I have a Gigabyte R182-Z92 with two EPYC 7502 processors.
Linux and FreeBSD run both unstable and hang the system quite often.
I get the following repeating error messages on Linux:
[Hardware Error]: Corrected error, no action required.
[Hardware Error]: CPU:32 (17:31:0) MC27_STATUS[Over|CE|MiscV|-|-|-|SyndV|-|-|-]: 0xd82000000002080b
[Hardware Error]: IPID: 0x0001002e00001e01, Syndrome: 0x000000005a000009 [Hardware Error]: Power, Interrupts, etc. Ext. Error Code: 2, Link Error.
[Hardware Error]: cache level: L3/GEN, mem/io: IO, mem-tx: GEN, part-proc: SRC (no timeout)

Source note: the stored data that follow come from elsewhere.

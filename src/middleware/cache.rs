use super::{Middleware, Next};
use crate::error::Result;
use crate::protocol::headers::PRAGMA;
use crate::types::{RawResponse, RequestDescriptor};
use async_trait::async_trait;
use http::header::{HeaderValue, CACHE_CONTROL};

/// Translates the request's cache mode into headers.
///
/// `no-cache` also sends `Pragma: no-cache` for HTTP/1.0 intermediaries.
pub struct CacheControl;

#[async_trait]
impl Middleware for CacheControl {
    fn name(&self) -> &'static str {
        "cache-control"
    }

    async fn handle(&self, mut request: RequestDescriptor, next: Next<'_>) -> Result<RawResponse> {
        if let Some(directive) = request.options.cache.header_value() {
            request
                .headers
                .insert(CACHE_CONTROL, HeaderValue::from_static(directive));
            if directive == "no-cache" {
                request
                    .headers
                    .insert(PRAGMA, HeaderValue::from_static("no-cache"));
            }
        }
        next.run(request).await
    }
}
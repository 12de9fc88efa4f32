use parking_lot::Mutex;
use std::collections::HashMap;
use std::sync::atomic::{AtomicU64, Ordering};

/// Attempt counts for requests currently being retried.
///
/// Keyed by a per-call ticket from [`ticket`](Self::ticket), so two identical
/// requests in flight at once keep separate counts. An entry exists only
/// between a call's first retryable failure and its final outcome.
#[derive(Debug, Default)]
pub struct RetryLedger {
    attempts: Mutex<HashMap<String, u32>>,
    sequence: AtomicU64,
}

impl RetryLedger {
    /// Create an empty ledger.
    pub fn new() -> Self {
        Self::default()
    }

    /// Key for one call of the request with the given identity.
    pub fn ticket(&self, identity: &str) -> String {
        let seq = self.sequence.fetch_add(1, Ordering::Relaxed);
        format!("{identity}#{seq}")
    }

    /// Record a retryable failure for `key`.
    ///
    /// Returns the number of the retry about to be made (1-based) while the
    /// count is below `ceiling`. At the ceiling the entry is removed and `None`
    /// is returned.
    pub fn begin_retry(&self, key: &str, ceiling: u32) -> Option<u32> {
        let mut attempts = self.attempts.lock();
        let count = attempts.entry(key.to_string()).or_insert(0);
        if *count < ceiling {
            *count += 1;
            Some(*count)
        } else {
            attempts.remove(key);
            None
        }
    }

    /// Drop the entry for `key`.
    pub fn clear(&self, key: &str) {
        self.attempts.lock().remove(key);
    }

    /// Retries recorded so far for `key`.
    pub fn attempts(&self, key: &str) -> u32 {
        self.attempts.lock().get(key).copied().unwrap_or(0)
    }

    /// Number of requests currently being retried.
    pub fn len(&self) -> usize {
        self.attempts.lock().len()
    }

    /// Whether no request is being retried.
    pub fn is_empty(&self) -> bool {
        self.attempts.lock().is_empty()
    }
}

The same message on FreeBSD:
MCA: Bank 27, Status 0xd82000000002080b
MCA: Global Cap 0x000000000000011c, Status 0x0000000000000000
MCA: Vendor "AuthenticAMD", ID 0x830f10, APIC ID 64
MCA: CPU 32 COR OVER BUSLG Source ERR I/O MCA: Misc 0x0
The message does appear after boot and then randomly. If I run:
echo 0 > /sys/devices/system/cpu/cpu32/online
The messages above appear much less frequently. The system does hang less often.
By putting the core back online I always get the error message immediately after the command below:
echo 1 > /sys/devices/system/cpu/cpu32/online
The error does not happen by issuing the command to any other of the remaining 63 cores.
The system does hang under heavier I/O load (e.g. 10GBit network traffic). The Mellanox ConnectX-5 card is in the NUMA domain 1 (The domain contains the core 32). There are 11 NVMe drives connected.
Is this a faulty second CPU? I have already contacted my reseller for replacement.